Dataset entries
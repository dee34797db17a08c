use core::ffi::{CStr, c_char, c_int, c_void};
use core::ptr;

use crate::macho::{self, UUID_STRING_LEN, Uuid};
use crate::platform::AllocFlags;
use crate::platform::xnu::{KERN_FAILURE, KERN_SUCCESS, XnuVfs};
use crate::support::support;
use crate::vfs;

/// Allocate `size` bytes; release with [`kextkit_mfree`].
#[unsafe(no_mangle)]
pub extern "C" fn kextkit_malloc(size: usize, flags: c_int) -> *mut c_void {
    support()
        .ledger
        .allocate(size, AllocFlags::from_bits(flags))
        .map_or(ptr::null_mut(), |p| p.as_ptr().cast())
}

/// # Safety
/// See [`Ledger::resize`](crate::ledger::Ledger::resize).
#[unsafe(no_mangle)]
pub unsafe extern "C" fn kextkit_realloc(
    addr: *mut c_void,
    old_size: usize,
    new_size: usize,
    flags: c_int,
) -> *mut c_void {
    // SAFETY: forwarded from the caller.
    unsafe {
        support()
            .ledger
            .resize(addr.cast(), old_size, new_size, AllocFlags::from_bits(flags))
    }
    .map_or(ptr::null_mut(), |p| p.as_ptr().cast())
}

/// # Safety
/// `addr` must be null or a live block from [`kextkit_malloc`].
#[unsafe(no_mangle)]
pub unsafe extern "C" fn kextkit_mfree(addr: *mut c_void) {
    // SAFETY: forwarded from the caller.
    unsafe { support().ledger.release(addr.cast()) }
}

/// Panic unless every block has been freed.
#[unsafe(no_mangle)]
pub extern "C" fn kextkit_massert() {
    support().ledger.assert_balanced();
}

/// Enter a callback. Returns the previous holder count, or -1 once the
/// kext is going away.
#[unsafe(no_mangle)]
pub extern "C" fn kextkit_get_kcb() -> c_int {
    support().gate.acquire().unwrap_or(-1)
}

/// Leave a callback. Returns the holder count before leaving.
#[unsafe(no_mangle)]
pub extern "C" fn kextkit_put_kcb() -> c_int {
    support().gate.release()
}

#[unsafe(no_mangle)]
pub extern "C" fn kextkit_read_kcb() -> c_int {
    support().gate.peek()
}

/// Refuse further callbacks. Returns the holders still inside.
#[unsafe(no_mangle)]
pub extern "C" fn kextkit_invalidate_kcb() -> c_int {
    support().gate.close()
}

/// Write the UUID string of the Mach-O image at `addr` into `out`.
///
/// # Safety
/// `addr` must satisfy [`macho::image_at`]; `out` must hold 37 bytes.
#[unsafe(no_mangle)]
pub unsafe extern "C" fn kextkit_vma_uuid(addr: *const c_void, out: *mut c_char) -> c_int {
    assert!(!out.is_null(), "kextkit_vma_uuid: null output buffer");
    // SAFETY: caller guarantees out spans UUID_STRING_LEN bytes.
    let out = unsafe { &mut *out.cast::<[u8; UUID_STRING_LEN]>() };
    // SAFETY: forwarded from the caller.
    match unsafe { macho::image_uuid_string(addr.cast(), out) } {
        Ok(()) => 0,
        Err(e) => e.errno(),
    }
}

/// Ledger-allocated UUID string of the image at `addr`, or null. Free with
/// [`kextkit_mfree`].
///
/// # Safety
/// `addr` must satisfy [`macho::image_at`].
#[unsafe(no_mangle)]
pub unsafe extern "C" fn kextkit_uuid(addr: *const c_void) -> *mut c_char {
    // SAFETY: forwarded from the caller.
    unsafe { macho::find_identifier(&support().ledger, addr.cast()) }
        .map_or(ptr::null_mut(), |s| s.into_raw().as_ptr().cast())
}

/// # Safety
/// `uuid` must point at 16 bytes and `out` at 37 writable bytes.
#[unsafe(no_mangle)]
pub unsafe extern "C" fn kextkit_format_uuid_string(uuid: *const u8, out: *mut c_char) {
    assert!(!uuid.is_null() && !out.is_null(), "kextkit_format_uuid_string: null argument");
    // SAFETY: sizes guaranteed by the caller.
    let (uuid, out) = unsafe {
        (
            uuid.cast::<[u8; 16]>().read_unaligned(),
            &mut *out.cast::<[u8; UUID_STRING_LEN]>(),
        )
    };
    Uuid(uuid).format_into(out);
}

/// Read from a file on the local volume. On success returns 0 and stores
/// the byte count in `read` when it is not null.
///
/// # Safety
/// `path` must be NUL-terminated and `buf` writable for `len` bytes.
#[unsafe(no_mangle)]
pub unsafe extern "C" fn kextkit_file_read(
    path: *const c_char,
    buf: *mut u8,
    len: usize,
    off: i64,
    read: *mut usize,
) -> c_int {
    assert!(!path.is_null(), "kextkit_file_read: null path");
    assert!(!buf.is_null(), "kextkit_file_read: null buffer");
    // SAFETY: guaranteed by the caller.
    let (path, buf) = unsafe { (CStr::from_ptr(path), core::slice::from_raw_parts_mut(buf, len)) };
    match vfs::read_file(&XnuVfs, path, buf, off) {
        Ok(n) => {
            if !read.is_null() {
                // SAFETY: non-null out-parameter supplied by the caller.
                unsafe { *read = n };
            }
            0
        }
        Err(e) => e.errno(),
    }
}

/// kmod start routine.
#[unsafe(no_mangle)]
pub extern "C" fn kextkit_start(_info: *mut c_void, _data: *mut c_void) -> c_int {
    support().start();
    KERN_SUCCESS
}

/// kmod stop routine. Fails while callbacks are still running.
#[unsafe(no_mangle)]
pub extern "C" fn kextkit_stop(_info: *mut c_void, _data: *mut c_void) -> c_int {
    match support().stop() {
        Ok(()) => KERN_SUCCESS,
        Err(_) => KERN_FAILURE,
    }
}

---

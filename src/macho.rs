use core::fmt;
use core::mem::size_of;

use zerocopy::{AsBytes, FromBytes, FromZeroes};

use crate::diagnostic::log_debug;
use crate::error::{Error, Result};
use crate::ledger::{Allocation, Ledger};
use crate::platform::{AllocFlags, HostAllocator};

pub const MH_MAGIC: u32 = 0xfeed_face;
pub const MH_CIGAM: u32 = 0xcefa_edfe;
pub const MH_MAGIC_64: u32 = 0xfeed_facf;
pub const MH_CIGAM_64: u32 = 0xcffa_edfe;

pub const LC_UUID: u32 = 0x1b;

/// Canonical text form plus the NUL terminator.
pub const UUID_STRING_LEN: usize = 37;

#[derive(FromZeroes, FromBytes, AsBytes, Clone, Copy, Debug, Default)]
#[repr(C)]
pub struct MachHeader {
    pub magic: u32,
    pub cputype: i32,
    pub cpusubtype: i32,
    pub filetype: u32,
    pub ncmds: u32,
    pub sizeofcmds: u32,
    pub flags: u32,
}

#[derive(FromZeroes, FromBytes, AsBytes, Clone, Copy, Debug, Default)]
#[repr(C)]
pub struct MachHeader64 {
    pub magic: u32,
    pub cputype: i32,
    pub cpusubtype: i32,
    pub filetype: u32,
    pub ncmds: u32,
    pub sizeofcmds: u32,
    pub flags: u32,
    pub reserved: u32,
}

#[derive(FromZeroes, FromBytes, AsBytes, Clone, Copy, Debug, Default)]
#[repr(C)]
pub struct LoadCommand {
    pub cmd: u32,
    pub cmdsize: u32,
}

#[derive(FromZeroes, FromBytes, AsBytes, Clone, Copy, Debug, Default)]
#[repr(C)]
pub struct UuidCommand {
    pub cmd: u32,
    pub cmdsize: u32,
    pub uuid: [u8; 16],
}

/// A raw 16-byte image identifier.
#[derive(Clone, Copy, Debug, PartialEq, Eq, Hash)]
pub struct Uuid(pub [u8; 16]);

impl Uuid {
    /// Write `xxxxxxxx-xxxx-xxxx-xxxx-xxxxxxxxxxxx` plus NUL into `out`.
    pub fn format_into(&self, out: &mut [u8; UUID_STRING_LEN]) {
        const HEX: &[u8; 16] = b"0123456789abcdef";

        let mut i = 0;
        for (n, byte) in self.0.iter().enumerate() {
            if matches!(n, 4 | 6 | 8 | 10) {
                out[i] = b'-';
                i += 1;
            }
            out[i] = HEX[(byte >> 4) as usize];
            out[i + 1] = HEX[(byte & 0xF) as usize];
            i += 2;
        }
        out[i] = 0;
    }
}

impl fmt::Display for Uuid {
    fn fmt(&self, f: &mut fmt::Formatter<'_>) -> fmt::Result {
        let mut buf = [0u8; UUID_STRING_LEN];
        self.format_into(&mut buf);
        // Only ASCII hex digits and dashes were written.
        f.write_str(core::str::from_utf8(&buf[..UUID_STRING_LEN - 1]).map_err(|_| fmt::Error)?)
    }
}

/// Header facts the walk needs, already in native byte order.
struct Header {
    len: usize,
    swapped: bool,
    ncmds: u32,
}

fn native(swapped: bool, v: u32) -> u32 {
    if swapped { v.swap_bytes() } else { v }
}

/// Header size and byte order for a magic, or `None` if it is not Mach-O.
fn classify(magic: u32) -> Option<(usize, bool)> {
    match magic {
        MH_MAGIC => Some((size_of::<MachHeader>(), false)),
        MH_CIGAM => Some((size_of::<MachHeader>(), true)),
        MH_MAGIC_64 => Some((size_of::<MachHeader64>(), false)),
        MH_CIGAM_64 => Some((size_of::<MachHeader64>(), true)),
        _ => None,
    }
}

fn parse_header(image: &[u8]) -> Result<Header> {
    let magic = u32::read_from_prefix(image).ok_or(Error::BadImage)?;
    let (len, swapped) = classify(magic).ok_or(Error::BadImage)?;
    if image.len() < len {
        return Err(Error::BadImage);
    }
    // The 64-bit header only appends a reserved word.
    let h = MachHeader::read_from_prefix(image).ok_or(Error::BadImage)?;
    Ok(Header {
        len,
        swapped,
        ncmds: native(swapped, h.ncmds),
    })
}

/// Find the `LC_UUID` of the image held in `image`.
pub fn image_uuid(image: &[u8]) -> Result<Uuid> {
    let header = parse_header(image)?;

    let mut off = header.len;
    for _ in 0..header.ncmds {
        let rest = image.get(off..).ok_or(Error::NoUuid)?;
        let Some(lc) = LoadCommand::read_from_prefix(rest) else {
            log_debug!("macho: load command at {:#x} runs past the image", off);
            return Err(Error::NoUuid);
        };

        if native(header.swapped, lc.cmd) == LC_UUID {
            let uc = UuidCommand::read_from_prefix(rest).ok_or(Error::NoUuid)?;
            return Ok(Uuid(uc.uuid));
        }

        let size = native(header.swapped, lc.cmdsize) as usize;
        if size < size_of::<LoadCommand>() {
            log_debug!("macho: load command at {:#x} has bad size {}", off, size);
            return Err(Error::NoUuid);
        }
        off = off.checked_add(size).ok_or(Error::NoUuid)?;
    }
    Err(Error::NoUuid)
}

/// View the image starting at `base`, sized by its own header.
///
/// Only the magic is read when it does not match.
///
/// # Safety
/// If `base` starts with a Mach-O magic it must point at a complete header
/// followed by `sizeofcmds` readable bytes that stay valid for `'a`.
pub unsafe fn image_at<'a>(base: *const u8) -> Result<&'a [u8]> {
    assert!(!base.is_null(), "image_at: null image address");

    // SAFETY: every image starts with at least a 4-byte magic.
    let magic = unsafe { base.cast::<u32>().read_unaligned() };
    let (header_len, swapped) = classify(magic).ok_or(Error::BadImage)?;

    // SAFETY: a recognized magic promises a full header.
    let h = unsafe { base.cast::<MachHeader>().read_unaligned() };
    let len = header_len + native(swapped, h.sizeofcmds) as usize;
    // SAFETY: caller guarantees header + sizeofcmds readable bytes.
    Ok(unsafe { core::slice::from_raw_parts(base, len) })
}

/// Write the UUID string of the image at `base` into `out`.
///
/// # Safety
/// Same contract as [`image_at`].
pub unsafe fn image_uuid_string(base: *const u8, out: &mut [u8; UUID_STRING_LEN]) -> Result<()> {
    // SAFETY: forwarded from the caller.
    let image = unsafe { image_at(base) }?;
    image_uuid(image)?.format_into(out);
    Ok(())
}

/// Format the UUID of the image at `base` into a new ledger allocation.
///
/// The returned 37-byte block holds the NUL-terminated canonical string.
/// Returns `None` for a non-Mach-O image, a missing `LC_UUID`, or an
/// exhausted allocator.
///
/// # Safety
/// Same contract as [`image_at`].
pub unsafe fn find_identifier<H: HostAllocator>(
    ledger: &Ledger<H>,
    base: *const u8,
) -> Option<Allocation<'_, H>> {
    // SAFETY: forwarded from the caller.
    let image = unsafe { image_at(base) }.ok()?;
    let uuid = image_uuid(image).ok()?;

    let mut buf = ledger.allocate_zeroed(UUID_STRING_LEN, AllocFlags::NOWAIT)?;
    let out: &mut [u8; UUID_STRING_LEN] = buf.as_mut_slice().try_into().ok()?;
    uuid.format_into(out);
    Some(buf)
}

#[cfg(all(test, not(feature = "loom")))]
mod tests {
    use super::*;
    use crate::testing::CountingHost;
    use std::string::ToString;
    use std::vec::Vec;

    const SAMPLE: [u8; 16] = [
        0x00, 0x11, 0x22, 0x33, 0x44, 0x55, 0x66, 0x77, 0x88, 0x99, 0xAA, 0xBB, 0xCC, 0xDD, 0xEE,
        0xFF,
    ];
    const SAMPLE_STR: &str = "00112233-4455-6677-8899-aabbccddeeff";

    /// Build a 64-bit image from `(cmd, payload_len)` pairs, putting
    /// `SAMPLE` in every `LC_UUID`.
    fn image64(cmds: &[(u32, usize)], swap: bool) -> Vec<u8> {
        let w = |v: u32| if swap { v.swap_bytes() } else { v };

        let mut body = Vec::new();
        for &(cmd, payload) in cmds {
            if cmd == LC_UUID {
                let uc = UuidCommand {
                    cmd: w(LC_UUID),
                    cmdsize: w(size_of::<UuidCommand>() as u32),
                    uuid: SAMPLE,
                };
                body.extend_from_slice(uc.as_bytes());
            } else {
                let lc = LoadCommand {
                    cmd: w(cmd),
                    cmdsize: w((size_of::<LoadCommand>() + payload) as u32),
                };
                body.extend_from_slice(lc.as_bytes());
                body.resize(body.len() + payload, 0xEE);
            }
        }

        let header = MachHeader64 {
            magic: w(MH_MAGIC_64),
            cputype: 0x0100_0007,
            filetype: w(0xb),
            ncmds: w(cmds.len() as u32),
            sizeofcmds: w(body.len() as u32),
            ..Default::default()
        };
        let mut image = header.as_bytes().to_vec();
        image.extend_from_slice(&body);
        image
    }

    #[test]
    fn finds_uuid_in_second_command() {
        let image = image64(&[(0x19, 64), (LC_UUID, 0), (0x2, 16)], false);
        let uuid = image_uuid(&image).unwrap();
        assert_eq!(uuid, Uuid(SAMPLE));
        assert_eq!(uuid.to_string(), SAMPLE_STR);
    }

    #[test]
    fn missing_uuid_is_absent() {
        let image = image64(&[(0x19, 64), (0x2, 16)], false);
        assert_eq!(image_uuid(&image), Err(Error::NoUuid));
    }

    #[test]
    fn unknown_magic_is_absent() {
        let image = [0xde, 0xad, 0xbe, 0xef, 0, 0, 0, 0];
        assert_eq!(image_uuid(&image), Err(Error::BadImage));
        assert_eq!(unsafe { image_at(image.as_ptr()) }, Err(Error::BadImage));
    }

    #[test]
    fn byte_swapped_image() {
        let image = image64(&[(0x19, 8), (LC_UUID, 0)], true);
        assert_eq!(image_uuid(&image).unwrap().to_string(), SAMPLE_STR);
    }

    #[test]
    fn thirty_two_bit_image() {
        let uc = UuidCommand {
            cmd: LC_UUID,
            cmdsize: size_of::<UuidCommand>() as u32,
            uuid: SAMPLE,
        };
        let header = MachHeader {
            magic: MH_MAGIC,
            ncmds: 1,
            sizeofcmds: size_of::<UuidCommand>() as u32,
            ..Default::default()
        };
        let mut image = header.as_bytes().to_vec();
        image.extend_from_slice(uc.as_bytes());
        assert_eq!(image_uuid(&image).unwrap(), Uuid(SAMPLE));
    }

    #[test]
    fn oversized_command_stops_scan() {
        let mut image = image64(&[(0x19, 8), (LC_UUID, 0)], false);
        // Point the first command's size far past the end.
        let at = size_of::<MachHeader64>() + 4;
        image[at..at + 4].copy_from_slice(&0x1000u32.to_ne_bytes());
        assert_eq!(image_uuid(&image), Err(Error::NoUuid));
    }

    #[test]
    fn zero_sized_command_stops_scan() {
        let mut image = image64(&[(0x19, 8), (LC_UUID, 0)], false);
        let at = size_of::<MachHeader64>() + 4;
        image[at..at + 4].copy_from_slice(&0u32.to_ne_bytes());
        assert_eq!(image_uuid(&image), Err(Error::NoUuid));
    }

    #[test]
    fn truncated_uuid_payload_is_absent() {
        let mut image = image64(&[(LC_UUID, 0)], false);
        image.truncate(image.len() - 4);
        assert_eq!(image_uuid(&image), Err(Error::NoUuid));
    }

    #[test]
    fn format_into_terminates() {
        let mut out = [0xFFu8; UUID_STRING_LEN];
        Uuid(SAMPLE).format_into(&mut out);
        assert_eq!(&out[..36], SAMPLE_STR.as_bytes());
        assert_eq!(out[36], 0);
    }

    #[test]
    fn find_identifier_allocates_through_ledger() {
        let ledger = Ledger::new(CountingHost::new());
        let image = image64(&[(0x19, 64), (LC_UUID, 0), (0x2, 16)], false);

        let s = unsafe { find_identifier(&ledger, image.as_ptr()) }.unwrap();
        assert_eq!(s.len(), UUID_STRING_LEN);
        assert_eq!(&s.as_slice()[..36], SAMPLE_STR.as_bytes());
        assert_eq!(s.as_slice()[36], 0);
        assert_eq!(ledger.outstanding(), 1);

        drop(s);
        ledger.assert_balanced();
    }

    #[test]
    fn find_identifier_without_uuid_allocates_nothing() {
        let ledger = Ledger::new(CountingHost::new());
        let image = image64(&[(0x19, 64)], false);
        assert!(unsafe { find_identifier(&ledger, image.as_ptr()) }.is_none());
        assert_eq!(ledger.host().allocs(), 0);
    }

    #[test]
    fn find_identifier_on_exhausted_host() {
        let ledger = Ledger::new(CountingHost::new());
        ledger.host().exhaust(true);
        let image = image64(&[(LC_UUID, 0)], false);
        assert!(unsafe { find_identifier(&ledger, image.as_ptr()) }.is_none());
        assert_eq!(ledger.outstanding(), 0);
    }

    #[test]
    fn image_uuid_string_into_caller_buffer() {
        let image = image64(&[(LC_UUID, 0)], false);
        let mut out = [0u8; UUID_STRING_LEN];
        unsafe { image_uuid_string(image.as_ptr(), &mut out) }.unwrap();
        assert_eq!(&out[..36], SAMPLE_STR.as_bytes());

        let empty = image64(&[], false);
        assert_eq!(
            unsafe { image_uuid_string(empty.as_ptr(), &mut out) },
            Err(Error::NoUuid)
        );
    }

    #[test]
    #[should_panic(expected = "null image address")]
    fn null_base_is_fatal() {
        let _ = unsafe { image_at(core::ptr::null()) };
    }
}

Assigned task:
Where in the records does the word "starts" appear? Copy each line that holds it.

Reply:
/// If `base` starts with a Mach-O magic it must point at a complete header
    // SAFETY: every image starts with at least a 4-byte magic.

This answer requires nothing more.